## [What is being asked]
Find and copy each line of the records where the string "function" shows up.

Segment Start: Data under study

// crates/session-check-core/src/contract.rs
// ============================================================================
// Module: Contract Model
// Description: Declarative node contracts, field kinds, and engine error kinds.
// Purpose: Describe one node shape as data plus an optional nested hook.
// Dependencies: serde_json, thiserror
// ============================================================================

//! ## Overview
//! A [`Contract`] pairs a resolve function with an optional nested hook. The
//! resolve function is a pure decision table: it reads sibling values of the
//! node being validated and returns the [`ContractShape`] that applies to this
//! instance (required and optional fields with their kinds, accepted-value
//! lists, and whether undeclared fields are tolerated). The nested hook walks
//! child nodes after the shape checks pass.
//!
//! Two narrow error kinds exist. [`SpecError`] means the contract could not be
//! evaluated for a node and halts that node's subtree. [`NestedFailure`]
//! means a hook met data it could not walk; the engine turns it into one
//! diagnostic and continues with siblings.

// ============================================================================
// SECTION: Imports
// ============================================================================

use std::collections::BTreeSet;
use std::fmt;

use serde_json::Map;
use serde_json::Value;
use thiserror::Error;

use crate::context::Context;
use crate::diagnostics::quote_list;
use crate::path::PathTracker;

// ============================================================================
// SECTION: Field Kinds
// ============================================================================

/// Semantic type accepted for a field.
#[derive(Debug, Clone, Copy, PartialEq, Eq, Hash)]
pub enum FieldKind {
    /// JSON string.
    String,
    /// Any JSON number.
    Number,
    /// JSON integer (no fractional part).
    Integer,
    /// JSON boolean.
    Boolean,
    /// JSON object.
    Mapping,
    /// JSON array.
    Sequence,
    /// JSON null.
    Null,
    /// Anything, including null.
    Any,
}

impl FieldKind {
    /// Returns true when `value` is of this kind.
    #[must_use]
    pub fn matches(self, value: &Value) -> bool {
        match self {
            Self::String => value.is_string(),
            Self::Number => value.is_number(),
            Self::Integer => value.is_i64() || value.is_u64(),
            Self::Boolean => value.is_boolean(),
            Self::Mapping => value.is_object(),
            Self::Sequence => value.is_array(),
            Self::Null => value.is_null(),
            Self::Any => true,
        }
    }

    /// Returns the label used in messages.
    #[must_use]
    pub const fn label(self) -> &'static str {
        match self {
            Self::String => "string",
            Self::Number => "number",
            Self::Integer => "integer",
            Self::Boolean => "boolean",
            Self::Mapping => "mapping",
            Self::Sequence => "sequence",
            Self::Null => "null",
            Self::Any => "any",
        }
    }

    /// Returns true when `value` matches at least one kind of the union.
    #[must_use]
    pub fn any_matches(kinds: &[Self], value: &Value) -> bool {
        kinds.iter().any(|kind| kind.matches(value))
    }

    /// Returns the labels of a union, in declaration order.
    #[must_use]
    pub fn labels(kinds: &[Self]) -> Vec<&'static str> {
        kinds.iter().map(|kind| kind.label()).collect()
    }
}

/// Returns the label of the kind a value actually has.
#[must_use]
pub const fn value_kind_label(value: &Value) -> &'static str {
    match value {
        Value::Null => "null",
        Value::Bool(_) => "boolean",
        Value::Number(_) => "number",
        Value::String(_) => "string",
        Value::Array(_) => "sequence",
        Value::Object(_) => "mapping",
    }
}

/// Common kind unions.
pub mod kinds {
    use super::FieldKind;

    /// String only.
    pub const STRING: &[FieldKind] = &[FieldKind::String];
    /// Any number.
    pub const NUMBER: &[FieldKind] = &[FieldKind::Number];
    /// Integer only.
    pub const INTEGER: &[FieldKind] = &[FieldKind::Integer];
    /// Boolean only.
    pub const BOOLEAN: &[FieldKind] = &[FieldKind::Boolean];
    /// Mapping only.
    pub const MAPPING: &[FieldKind] = &[FieldKind::Mapping];
    /// Sequence only.
    pub const SEQUENCE: &[FieldKind] = &[FieldKind::Sequence];
    /// Anything.
    pub const ANY: &[FieldKind] = &[FieldKind::Any];
    /// String or sequence.
    pub const STRING_OR_SEQUENCE: &[FieldKind] = &[FieldKind::String, FieldKind::Sequence];
    /// String or integer.
    pub const STRING_OR_INTEGER: &[FieldKind] = &[FieldKind::String, FieldKind::Integer];
    /// Mapping or string.
    pub const MAPPING_OR_STRING: &[FieldKind] = &[FieldKind::Mapping, FieldKind::String];
    /// String or number.
    pub const STRING_OR_NUMBER: &[FieldKind] = &[FieldKind::String, FieldKind::Number];
    /// Scalar value: string, number, or boolean.
    pub const SCALAR: &[FieldKind] = &[FieldKind::String, FieldKind::Number, FieldKind::Boolean];
}

// ============================================================================
// SECTION: Contract Shape
// ============================================================================

/// One declared field of a resolved shape.
#[derive(Debug, Clone, PartialEq, Eq)]
pub struct FieldRule {
    /// Field name.
    pub name: &'static str,
    /// Accepted kinds (a union).
    pub kinds: &'static [FieldKind],
    /// Whether the field must be present.
    pub required: bool,
}

/// Shape of a node as resolved for one instance.
///
/// # Invariants
/// - Field names are unique; redeclaring a field replaces its rule in place.
/// - Declaration order is preserved and drives diagnostic order.
#[derive(Debug, Clone, Default, PartialEq, Eq)]
pub struct ContractShape {
    /// Declared fields.
    fields: Vec<FieldRule>,
    /// Accepted-value lists in declaration order.
    accepted: Vec<(&'static str, Vec<String>)>,
    /// Whether undeclared fields are tolerated silently.
    open: bool,
}

impl ContractShape {
    /// Creates an empty shape.
    #[must_use]
    pub const fn new() -> Self {
        Self {
            fields: Vec::new(),
            accepted: Vec::new(),
            open: false,
        }
    }

    /// Declares a required field.
    #[must_use]
    pub fn required(self, name: &'static str, kinds: &'static [FieldKind]) -> Self {
        self.field(name, kinds, true)
    }

    /// Declares an optional field.
    #[must_use]
    pub fn optional(self, name: &'static str, kinds: &'static [FieldKind]) -> Self {
        self.field(name, kinds, false)
    }

    /// Declares or redeclares a field.
    #[must_use]
    pub fn field(
        mut self,
        name: &'static str,
        kinds: &'static [FieldKind],
        required: bool,
    ) -> Self {
        let rule = FieldRule {
            name,
            kinds,
            required,
        };
        if let Some(existing) = self.fields.iter_mut().find(|field| field.name == name) {
            *existing = rule;
        } else {
            self.fields.push(rule);
        }
        self
    }

    /// Applies `extend` only when `condition` holds.
    #[must_use]
    pub fn when(self, condition: bool, extend: impl FnOnce(Self) -> Self) -> Self {
        if condition { extend(self) } else { self }
    }

    /// Sets the accepted-value list of a field.
    #[must_use]
    pub fn accepted<I, S>(mut self, name: &'static str, values: I) -> Self
    where
        I: IntoIterator<Item = S>,
        S: Into<String>,
    {
        let values: Vec<String> = values.into_iter().map(Into::into).collect();
        if let Some(existing) = self.accepted.iter_mut().find(|(field, _)| *field == name) {
            existing.1 = values;
        } else {
            self.accepted.push((name, values));
        }
        self
    }

    /// Tolerates undeclared fields without a warning.
    #[must_use]
    pub const fn open(mut self) -> Self {
        self.open = true;
        self
    }

    /// Returns declared fields in order.
    #[must_use]
    pub fn fields(&self) -> &[FieldRule] {
        &self.fields
    }

    /// Returns the rule for `name`.
    #[must_use]
    pub fn rule(&self, name: &str) -> Option<&FieldRule> {
        self.fields.iter().find(|field| field.name == name)
    }

    /// Returns true when `name` is declared (required or optional).
    #[must_use]
    pub fn is_declared(&self, name: &str) -> bool {
        self.rule(name).is_some()
    }

    /// Returns accepted-value lists in declaration order.
    #[must_use]
    pub fn accepted_values(&self) -> &[(&'static str, Vec<String>)] {
        &self.accepted
    }

    /// Returns true when undeclared fields are tolerated.
    #[must_use]
    pub const fn is_open(&self) -> bool {
        self.open
    }
}

// ============================================================================
// SECTION: Errors
// ============================================================================

/// The contract could not be evaluated for a node.
///
/// # Invariants
/// - Reported once per node; the node's accepted values and nested hook are skipped.
#[derive(Debug, Clone, PartialEq, Eq, Error)]
pub enum SpecError {
    /// The node is not a mapping.
    #[error("expected a mapping but received {found}")]
    NotMapping {
        /// Kind actually found.
        found: &'static str,
    },
    /// Required fields are absent.
    #[error("Missing required fields: {}", quote_list(.fields))]
    MissingFields {
        /// Missing field names in declaration order.
        fields: Vec<String>,
    },
    /// A declared field has a kind outside its union.
    #[error("({field}) Invalid Type: expected one of {} but received {found}", quote_list(.expected))]
    WrongType {
        /// Offending field.
        field: String,
        /// Accepted kind labels.
        expected: Vec<&'static str>,
        /// Kind actually found.
        found: &'static str,
    },
    /// Contract-specific refusal.
    #[error("{0}")]
    Invalid(String),
}

impl SpecError {
    /// Returns the field the diagnostic should be anchored at, if any.
    #[must_use]
    pub fn anchor(&self) -> Option<&str> {
        match self {
            Self::MissingFields {
                fields,
            } if fields.len() == 1 => fields.first().map(String::as_str),
            Self::WrongType {
                field, ..
            } => Some(field),
            _ => None,
        }
    }
}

Segment End: Data under study

## [Answer space]
//! A [`Contract`] pairs a resolve function with an optional nested hook. The
//! resolve function is a pure decision table: it reads sibling values of the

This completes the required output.